Wenn man sich mal klar macht, welches Spektrum an Methoden und Aktionsformen die Pädagogik im letzten Jahrhundert hervorgebracht hat, siehe z.B. hier oder hier, dann wirken die nicht enden wollenden Marketing-Aktionen der E-Learning-Industrie tatsächlich reichlich naiv. Soziale Netzwerke, Communities of Practice, von Schülern produzierter Content, das gab es alles bereits lange, bevor das Internet die Welt eroberte. Und vor allem: diese Methoden und Sozialformen im Kontext von Lernen wurden sehr viel gründlicher reflektiert und praktiziert als das heute der Fall ist, siehe z.B: Dewey (1916),  Wenger (1991), Heimann (1962),  Frey und andere (1982) oder auch Mietzel (1973).

Lernerzentrierte Pädagogik – in Versionen beschrieben – wäre heute vielleicht bei Version 8 Punkt Null angelangt, während das Web noch in den Kinderschuhen irgendwo zwischen 2.0 und 3.0 herumdümpelt.

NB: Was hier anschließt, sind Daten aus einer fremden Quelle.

//! Client-side measurement loop.
//!
//! A [`Sampler`] performs one timed ping per [`Sampler::tick`] and keeps its
//! own rolling window; a [`Scheduler`] drives ticks on an interval.

pub mod render;
pub mod scheduler;

pub use scheduler::Scheduler;

use std::time::{Duration, Instant};

use parking_lot::Mutex;
use rand::distributions::Alphanumeric;
use rand::Rng;
use serde::Serialize;
use tokio::sync::watch;
use tracing::{debug, warn};

use crate::error::{Result, RttError};
use crate::stats::window::RECENT_DISPLAY;
use crate::stats::{RollingWindow, WindowEntry, WindowStats};
use crate::wire::{PingRequest, PongResponse};

/// Length of generated client ids.
const CLIENT_ID_LEN: usize = 9;

/// Visible loop status.
#[derive(Debug, Clone, PartialEq, Serialize)]
#[serde(tag = "state", rename_all = "camelCase")]
pub enum Status {
    /// No response has arrived yet.
    Waiting,
    Measuring { total: u64, last_rtt_ms: f64 },
    /// Last tick failed; the timer keeps running.
    Error { message: String },
}

/// Everything the live view needs, published after every tick.
#[derive(Debug, Clone, PartialEq, Serialize)]
#[serde(rename_all = "camelCase")]
pub struct SamplerView {
    pub client_id: String,
    pub status: Status,
    pub stats: Option<WindowStats>,
    /// Newest first.
    pub recent: Vec<WindowEntry>,
}

struct SamplerState {
    window: RollingWindow,
    status: Status,
}

/// Measures RTT against one aggregator under one client id.
pub struct Sampler {
    http: reqwest::Client,
    ping_url: String,
    client_id: String,
    /// Origin of the sampler clock sent as `timestamp`.
    origin: Instant,
    state: Mutex<SamplerState>,
    view_tx: watch::Sender<SamplerView>,
}

impl Sampler {
    /// Build a sampler for `server` (base URL, no trailing path).
    pub fn new(server: &str, client_id: Option<String>, timeout: Duration) -> Result<Self> {
        let http = reqwest::Client::builder()
            .timeout(timeout)
            .build()
            .map_err(|e| RttError::config(format!("cannot build HTTP client: {e}")))?;

        let client_id = client_id.unwrap_or_else(generate_client_id);
        if client_id.is_empty() {
            return Err(RttError::config("client id must not be empty"));
        }

        let view = SamplerView {
            client_id: client_id.clone(),
            status: Status::Waiting,
            stats: None,
            recent: Vec::new(),
        };
        let (view_tx, _) = watch::channel(view);

        Ok(Self {
            http,
            ping_url: format!("{}/ping", server.trim_end_matches('/')),
            client_id,
            origin: Instant::now(),
            state: Mutex::new(SamplerState {
                window: RollingWindow::new(),
                status: Status::Waiting,
            }),
            view_tx,
        })
    }

    pub fn client_id(&self) -> &str {
        &self.client_id
    }

    /// Receiver that observes a fresh view after every tick.
    pub fn subscribe(&self) -> watch::Receiver<SamplerView> {
        self.view_tx.subscribe()
    }

    pub fn view(&self) -> SamplerView {
        self.view_tx.borrow().clone()
    }

    /// One measurement: timed ping, record, publish.
    ///
    /// On failure nothing is appended, the status flips to `Error` and the
    /// error is returned; the caller's timer is expected to carry on.
    pub async fn tick(&self) -> Result<f64> {
        let t0 = Instant::now();
        let body = PingRequest {
            client_id: Some(self.client_id.clone()),
            timestamp: Some(self.clock_ms(t0)),
        };

        match self.round_trip(&body).await {
            Ok(pong) => {
                let rtt_ms = t0.elapsed().as_secs_f64() * 1000.0;
                debug!(
                    rtt_ms,
                    server_timestamp = pong.server_timestamp,
                    "pong"
                );
                self.record(rtt_ms);
                Ok(rtt_ms)
            }
            Err(err) => {
                warn!(error = %err, "ping failed");
                self.fail(&err);
                Err(err)
            }
        }
    }

    async fn round_trip(&self, body: &PingRequest) -> Result<PongResponse> {
        let response = self.http.post(&self.ping_url).json(body).send().await?;
        let status = response.status();
        if !status.is_success() {
            return Err(RttError::transport(format!("server answered {status}")));
        }
        // The full body is read before the clock stops
        Ok(response.json::<PongResponse>().await?)
    }

    /// Append a measured RTT and publish the recomputed view.
    pub fn record(&self, rtt_ms: f64) {
        let mut state = self.state.lock();
        let total = state.window.push(rtt_ms);
        state.status = Status::Measuring {
            total,
            last_rtt_ms: rtt_ms,
        };
        self.publish(&state);
    }

    fn fail(&self, err: &RttError) {
        let mut state = self.state.lock();
        state.status = Status::Error {
            message: err.to_string(),
        };
        self.publish(&state);
    }

    // Called with the state lock held so views are published in record order
    fn publish(&self, state: &SamplerState) {
        self.view_tx.send_replace(SamplerView {
            client_id: self.client_id.clone(),
            status: state.status.clone(),
            stats: state.window.stats(),
            recent: state.window.recent(RECENT_DISPLAY),
        });
    }

    fn clock_ms(&self, at: Instant) -> f64 {
        at.duration_since(self.origin).as_secs_f64() * 1000.0
    }
}

/// Random lowercase alphanumeric id, unique enough per session.
pub fn generate_client_id() -> String {
    rand::thread_rng()
        .sample_iter(&Alphanumeric)
        .take(CLIENT_ID_LEN)
        .map(|c| char::from(c).to_ascii_lowercase())
        .collect()
}

#[cfg(test)]
mod tests {
    use super::*;

    fn sampler() -> Sampler {
        Sampler::new("http://127.0.0.1:9", Some("tester".into()), Duration::from_secs(1)).unwrap()
    }

    #[test]
    fn generated_ids_are_short_lowercase_alphanumerics() {
        let id = generate_client_id();
        assert_eq!(id.len(), CLIENT_ID_LEN);
        assert!(id.chars().all(|c| c.is_ascii_digit() || c.is_ascii_lowercase()));
    }

    #[test]
    fn empty_client_id_is_a_config_error() {
        let err = Sampler::new("http://x", Some(String::new()), Duration::from_secs(1));
        assert!(matches!(err, Err(RttError::Config(_))));
    }

    #[test]
    fn ping_url_ignores_trailing_slash() {
        let s = Sampler::new("http://h:1/", None, Duration::from_secs(1)).unwrap();
        assert_eq!(s.ping_url, "http://h:1/ping");
    }

    #[test]
    fn record_publishes_view() {
        let s = sampler();
        let rx = s.subscribe();
        s.record(12.0);
        s.record(8.0);

        let view = rx.borrow().clone();
        assert_eq!(
            view.status,
            Status::Measuring {
                total: 2,
                last_rtt_ms: 8.0
            }
        );
        let stats = view.stats.unwrap();
        assert_eq!(stats.current, 8.0);
        assert_eq!(stats.mean, 10.0);
        assert_eq!(view.recent[0].seq, 2);
    }

    #[tokio::test]
    async fn failed_tick_appends_nothing() {
        // Port 9 (discard) is closed on test hosts
        let s = sampler();
        s.record(3.0);

        assert!(s.tick().await.is_err());

        let view = s.view();
        assert!(matches!(view.status, Status::Error { .. }));
        assert_eq!(view.stats.map(|st| st.total), Some(1));
    }
}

Bedauerlicherweise fristen konstruktivistische und reformpädagogische Ansätze – als reale Praxis – an Schulen und Hochschulen bisher auch nur ein Insel-Dasein. Das jahrzehntelange Innovationsgeschrei der E-Learning Branche hat sicherlich einiges dazu beigetragen, dass sich fortschrittliche Pädagogik nur langsam entfalten konnte.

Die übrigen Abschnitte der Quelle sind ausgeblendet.